* [Task prompt]: Pick out the lines in the listing below that contain the word "exclusiveMinimum" and copy them.
----
use core::cmp::Ordering;

use schemalens_referencing::ExclusiveBounds;
use serde_json::{Number, Value};

use crate::{
    checker::{Checker, ErrorSink},
    error::ValidationError,
    ext::cmp,
    instance::InstanceNode,
    tree::Alternative,
};

/// Remainders closer than this to zero or to the divisor count as exact.
const MULTIPLE_OF_TOLERANCE: f64 = 1e-6;

pub(crate) fn validate(
    _: &Checker<'_>,
    instance: &InstanceNode,
    alternative: &Alternative,
    sink: &mut ErrorSink,
) {
    let Some(value) = instance.number() else {
        return;
    };
    let schema = &alternative.schema;
    let location = &instance.location;

    if let Some(divisor) = schema.get_number("multipleOf").and_then(Number::as_f64) {
        if !is_multiple_of(&value, divisor) {
            sink.push(ValidationError::new(
                format!("Is not multiple of {divisor}"),
                location,
            ));
        }
    }

    let exclusive = |keyword: &str| schema.get_value(keyword).and_then(number);
    let (exclusive_minimum, exclusive_maximum, minimum_is_exclusive, maximum_is_exclusive) =
        match schema.draft().exclusive_bounds() {
            ExclusiveBounds::Flags => (
                None,
                None,
                schema.flag("exclusiveMinimum"),
                schema.flag("exclusiveMaximum"),
            ),
            ExclusiveBounds::Values => (
                exclusive("exclusiveMinimum"),
                exclusive("exclusiveMaximum"),
                false,
                false,
            ),
        };

    if let Some(minimum) = schema.get_number("minimum") {
        match cmp::compare(&value, minimum) {
            Some(Ordering::Less) => sink.push(ValidationError::new(
                format!("Less than the minimum of {minimum}"),
                location,
            )),
            Some(Ordering::Equal) if minimum_is_exclusive => sink.push(ValidationError::new(
                format!("Less than or equal to the exclusive minimum of {minimum}"),
                location,
            )),
            _ => {}
        }
    }
    if let Some(maximum) = schema.get_number("maximum") {
        match cmp::compare(&value, maximum) {
            Some(Ordering::Greater) => sink.push(ValidationError::new(
                format!("Greater than the maximum of {maximum}"),
                location,
            )),
            Some(Ordering::Equal) if maximum_is_exclusive => sink.push(ValidationError::new(
                format!("Greater than or equal to the exclusive maximum of {maximum}"),
                location,
            )),
            _ => {}
        }
    }
    if let Some(limit) = exclusive_minimum {
        if matches!(cmp::compare(&value, limit), Some(Ordering::Less | Ordering::Equal)) {
            sink.push(ValidationError::new(
                format!("Less than or equal to the exclusive minimum of {limit}"),
                location,
            ));
        }
    }
    if let Some(limit) = exclusive_maximum {
        if matches!(cmp::compare(&value, limit), Some(Ordering::Greater | Ordering::Equal)) {
            sink.push(ValidationError::new(
                format!("Greater than or equal to the exclusive maximum of {limit}"),
                location,
            ));
        }
    }
}

fn number(value: &Value) -> Option<&Number> {
    match value {
        Value::Number(number) => Some(number),
        _ => None,
    }
}

#[allow(
    clippy::cast_precision_loss,
    clippy::cast_possible_truncation,
    clippy::cast_sign_loss
)]
fn is_multiple_of(value: &Number, divisor: f64) -> bool {
    if divisor <= 0.0 {
        return true;
    }
    if let (Some(value), true) = (value.as_u64(), divisor.fract() == 0.0) {
        if divisor <= u64::MAX as f64 {
            return value % (divisor as u64) == 0;
        }
    }
    let Some(value) = value.as_f64() else {
        return true;
    };
    let remainder = (value % divisor).abs();
    remainder < MULTIPLE_OF_TOLERANCE || divisor - remainder < MULTIPLE_OF_TOLERANCE
}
----
* [Response to this exercise]:
                schema.flag("exclusiveMinimum"),
                exclusive("exclusiveMinimum"),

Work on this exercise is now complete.